I came to the “The War of Art” a couple years ago. I love it and now “Do The Work.”
Reading your blog(s), I was curious about your novels. A few weeks ago I started listening to the Gates of Fire. I listen when I have a long-enough drive.
I’m taking it slow. It’s intense. I am gripped by the action. The images are searing. Sometimes it isn’t easy to listen. Sometimes, it is like diving, deep into a well of pure, COLD water. The well of great writing.
-Susan
Susan,
Yup! A lot of readers either move towards or away from Steve’s novels based purely on subject matter: if you’re into wars and warriors (or golf) you’ll check him out, and if you aren’t you tend to leave his novels alone. But that’s a mistake because the superficial subject matter is never really what a story is “about,” and all of Steve’s novels are about profoundly human topics. Plus, a great storyteller can get you interested in just about anything, and Steve’s books have that going for them, too.
It’s that resistance which prevents people from crossing over to learn new things. Also instructive on what people use as a point of reference in deciding whether to make that “crossing.” Randall Wallace’s review of “The Profession” on Amazon reinforced my own opinion. “The Profession” reminds me of the movie “Braveheart.” I couldn’t get Mel Gibson out of my head while reading it. The same theme is also a large part of Cormac McCarthy’s “The Road.”
Hey, Paul. Thanks for the comment. Interesting comparison between Cormac McCarthy’s The Road and The Profession.
Personally, I’d always thought of The Profession in terms of Walker Percy’s The Thanatos Syndrome, simply in the sense of “a philosophical novelist pens a thinking man’s thriller.” But Cormac McCarthy is also no slouch when it comes to thoughtful thrillers…
Great interview, Jeff. Both Steve and Cormac McCarthy explore the response to a nuclear event, although McCarthy’s future is much more grim with a nuclear winter.
The Profession is like Braveheart? Oh, no, you turned me off of it again. I like emotional understatement better, like Cormac McCarthys All the pretty horses. Didn’t even like The Road, so maybe Stevens novels just aren’t for me. Nothing wrong with either them or me because of that.
I guess this explains why no one ever put me in charge of sales. The Profession has a sharp wit, like Mel Gibson when he was on top of his game and before he…I know I just blew it with Ulla.
No, it’s got nothing to do with his personal issues. I just didn’t like the movie ‘Braveheart’. Too pompous for me, is all.
Jeff, your questions were superb. I’ve read Gates of Fire a dozen times…greatest book EVER. I’ve read every book Steven Pressfield has ever written; the man is a genius. I don’t say this lightly; I’ve been a high school English teacher for 25 years and have read over 1000 novels (many more than once), and I’ve never come across a better writer than Mr. Pressfield. He sees human nature on a level with Shakespeare, and the humanity and the insight into the human condition in his books is unparalleled. It’s an absolute crime that only Bagger Vance has made it to the big screen. The man is a god.
Jim,
Had never quite put it like that before, but I’d have to agree with you about the humanity that’s ever present in Steve’s books.
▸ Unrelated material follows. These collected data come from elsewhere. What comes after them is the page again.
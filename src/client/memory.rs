//! In-memory spreadsheet service
//!
//! Keeps spreadsheets as plain grids of values. Writes follow the remote service's
//! semantics closely enough for the roster sinks: a write overlays the block from `A1`
//! and leaves cells outside it untouched unless the tab is cleared or resized.

use super::{SheetsApi, Spreadsheet, Tab};
use crate::error::RosterError;
use eyre::Result;
use serde_json::Value;
use tokio::sync::Mutex;

struct MemoryTab {
    id: i64,
    title: String,
    rows: Vec<Vec<Value>>,
    grid: (usize, usize),
}

struct MemoryBook {
    id: String,
    name: String,
    tabs: Vec<MemoryTab>,
}

impl MemoryBook {
    fn tab_mut(&mut self, title: &str) -> Result<&mut MemoryTab> {
        let name = self.name.clone();
        self.tabs
            .iter_mut()
            .find(|t| t.title == title)
            .ok_or_else(|| {
                RosterError::TabNotFound {
                    spreadsheet: name,
                    tab: title.to_string(),
                }
                .into()
            })
    }

    fn snapshot(&self) -> Spreadsheet {
        Spreadsheet {
            id: self.id.clone(),
            name: self.name.clone(),
            tabs: self
                .tabs
                .iter()
                .map(|t| Tab {
                    id: t.id,
                    title: t.title.clone(),
                })
                .collect(),
        }
    }
}

/// Spreadsheet service backed by process memory
///
/// # Example
/// ```
/// use moodle_roster::client::{MemorySheets, SheetsApi};
/// use serde_json::json;
///
/// # async fn example() -> eyre::Result<()> {
/// let sheets = MemorySheets::new().with_tab(
///     "CARGAS",
///     "Turma",
///     vec![vec![json!("CPF"), json!("Nome")], vec![json!("123"), json!("Ana")]],
/// );
/// let spreadsheet = sheets.open("CARGAS").await?;
/// assert_eq!(sheets.values(&spreadsheet, "Turma").await?.len(), 2);
/// # Ok(())
/// # }
/// ```
#[derive(Default)]
pub struct MemorySheets {
    books: Mutex<Vec<MemoryBook>>,
    fail_writes: bool,
    reject_credentials: bool,
}

impl MemorySheets {
    pub fn new() -> Self {
        Self::default()
    }

    /// Add a tab with initial values, creating the spreadsheet if needed
    pub fn with_tab(mut self, spreadsheet: &str, tab: &str, rows: Vec<Vec<Value>>) -> Self {
        let books = self.books.get_mut();
        let index = match books.iter().position(|b| b.name == spreadsheet) {
            Some(index) => index,
            None => {
                books.push(MemoryBook {
                    id: format!("memory-{}", books.len()),
                    name: spreadsheet.to_string(),
                    tabs: Vec::new(),
                });
                books.len() - 1
            }
        };
        let book = &mut books[index];
        let grid = (
            rows.len().max(1000),
            rows.iter().map(Vec::len).max().unwrap_or(0).max(26),
        );
        book.tabs.push(MemoryTab {
            id: book.tabs.len() as i64,
            title: tab.to_string(),
            rows,
            grid,
        });
        self
    }

    /// Make every mutating call fail
    pub fn failing_writes(mut self) -> Self {
        self.fail_writes = true;
        self
    }

    /// Make the credential check fail as a revoked token would
    pub fn rejecting_credentials(mut self) -> Self {
        self.reject_credentials = true;
        self
    }

    /// Current values of a tab, if it exists
    pub async fn tab_values(&self, spreadsheet: &str, tab: &str) -> Option<Vec<Vec<Value>>> {
        let books = self.books.lock().await;
        books
            .iter()
            .find(|b| b.name == spreadsheet)?
            .tabs
            .iter()
            .find(|t| t.title == tab)
            .map(|t| t.rows.clone())
    }

    /// Grid size (rows, columns) of a tab, if it exists
    pub async fn grid_size(&self, spreadsheet: &str, tab: &str) -> Option<(usize, usize)> {
        let books = self.books.lock().await;
        books
            .iter()
            .find(|b| b.name == spreadsheet)?
            .tabs
            .iter()
            .find(|t| t.title == tab)
            .map(|t| t.grid)
    }

    fn check_writable(&self) -> Result<()> {
        if self.fail_writes {
            eyre::bail!("simulated write failure");
        }
        Ok(())
    }
}

fn find_book<'a>(books: &'a mut [MemoryBook], spreadsheet: &Spreadsheet) -> Result<&'a mut MemoryBook> {
    books
        .iter_mut()
        .find(|b| b.id == spreadsheet.id)
        .ok_or_else(|| {
            RosterError::SpreadsheetNotFound {
                name: spreadsheet.name.clone(),
            }
            .into()
        })
}

impl SheetsApi for MemorySheets {
    async fn verify(&self) -> Result<()> {
        if self.reject_credentials {
            return Err(RosterError::AuthenticationFailure {
                reason: "access token was rejected".to_string(),
            }
            .into());
        }
        Ok(())
    }

    async fn open(&self, name: &str) -> Result<Spreadsheet> {
        let books = self.books.lock().await;
        books
            .iter()
            .find(|b| b.name == name)
            .map(MemoryBook::snapshot)
            .ok_or_else(|| {
                RosterError::SpreadsheetNotFound {
                    name: name.to_string(),
                }
                .into()
            })
    }

    async fn values(&self, spreadsheet: &Spreadsheet, tab: &str) -> Result<Vec<Vec<Value>>> {
        let mut books = self.books.lock().await;
        let book = find_book(&mut books, spreadsheet)?;
        Ok(book.tab_mut(tab)?.rows.clone())
    }

    async fn clear(&self, spreadsheet: &Spreadsheet, tab: &Tab) -> Result<()> {
        self.check_writable()?;
        let mut books = self.books.lock().await;
        let book = find_book(&mut books, spreadsheet)?;
        book.tab_mut(&tab.title)?.rows.clear();
        Ok(())
    }

    async fn add_tab(
        &self,
        spreadsheet: &Spreadsheet,
        title: &str,
        rows: usize,
        cols: usize,
    ) -> Result<Tab> {
        self.check_writable()?;
        let mut books = self.books.lock().await;
        let book = find_book(&mut books, spreadsheet)?;
        if book.tabs.iter().any(|t| t.title == title) {
            eyre::bail!("A sheet with the name \"{}\" already exists", title);
        }
        let id = book.tabs.iter().map(|t| t.id + 1).max().unwrap_or(0);
        book.tabs.push(MemoryTab {
            id,
            title: title.to_string(),
            rows: Vec::new(),
            grid: (rows, cols),
        });
        Ok(Tab {
            id,
            title: title.to_string(),
        })
    }

    async fn write(
        &self,
        spreadsheet: &Spreadsheet,
        tab: &Tab,
        rows: &[Vec<String>],
        resize: bool,
    ) -> Result<()> {
        self.check_writable()?;
        let mut books = self.books.lock().await;
        let book = find_book(&mut books, spreadsheet)?;
        let target = book.tab_mut(&tab.title)?;

        for (r, row) in rows.iter().enumerate() {
            if target.rows.len() <= r {
                target.rows.push(Vec::new());
            }
            let cells = &mut target.rows[r];
            for (c, value) in row.iter().enumerate() {
                if cells.len() <= c {
                    cells.resize(c + 1, Value::String(String::new()));
                }
                cells[c] = Value::String(value.clone());
            }
        }

        if resize {
            let cols = rows.iter().map(Vec::len).max().unwrap_or(0);
            target.rows.truncate(rows.len());
            for cells in &mut target.rows {
                cells.truncate(cols);
            }
            target.grid = (rows.len(), cols);
        }
        Ok(())
    }
}
//! CSV file for the Moodle bulk user upload

use crate::roster::OutputRecord;
use eyre::{Context, Result, eyre};
use std::path::{Path, PathBuf};

/// A rendered upload file, ready to be saved or offered for download
#[derive(Clone, Debug, PartialEq, Eq)]
pub struct Download {
    pub filename: String,
    pub bytes: Vec<u8>,
}

impl Download {
    /// Write the file into `dir`, returning its path
    pub fn save(&self, dir: impl AsRef<Path>) -> Result<PathBuf> {
        let dir = dir.as_ref();
        std::fs::create_dir_all(dir)
            .with_context(|| format!("Failed to create output directory: {}", dir.display()))?;
        let path = dir.join(&self.filename);
        std::fs::write(&path, &self.bytes)
            .with_context(|| format!("Failed to write CSV file: {}", path.display()))?;
        Ok(path)
    }
}

/// Renders records as a comma-separated, UTF-8 upload file named `<course>_<group>.csv`
pub struct CsvDownload {
    course: String,
    group: String,
}

impl CsvDownload {
    pub fn new(course: impl Into<String>, group: impl Into<String>) -> Self {
        Self {
            course: course.into(),
            group: group.into(),
        }
    }

    pub fn filename(&self) -> String {
        format!("{}_{}.csv", self.course, self.group)
    }

    /// Header row followed by one line per record, in order
    pub fn render(&self, records: &[OutputRecord]) -> Result<Download> {
        let mut writer = csv::WriterBuilder::new()
            .has_headers(false)
            .terminator(csv::Terminator::Any(b'\n'))
            .from_writer(Vec::new());

        writer.write_record(OutputRecord::header())?;
        for record in records {
            writer
                .serialize(record)
                .with_context(|| format!("Failed to serialize record {}", record.username))?;
        }
        let bytes = writer
            .into_inner()
            .map_err(|e| eyre!("Failed to finish CSV: {}", e.error()))?;

        Ok(Download {
            filename: self.filename(),
            bytes,
        })
    }
}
What’s interesting is that while the story behind Gates of Fire has stayed with me, the characters largely haven’t. With The Profession it’s almost the opposite. It hasn’t been that long since I read the book, but some plot points are a little hazy, but the characters are as vivid now as when I was hip-deep into the novel. I’m dead certain that those characters will be with me forever, much to my gain.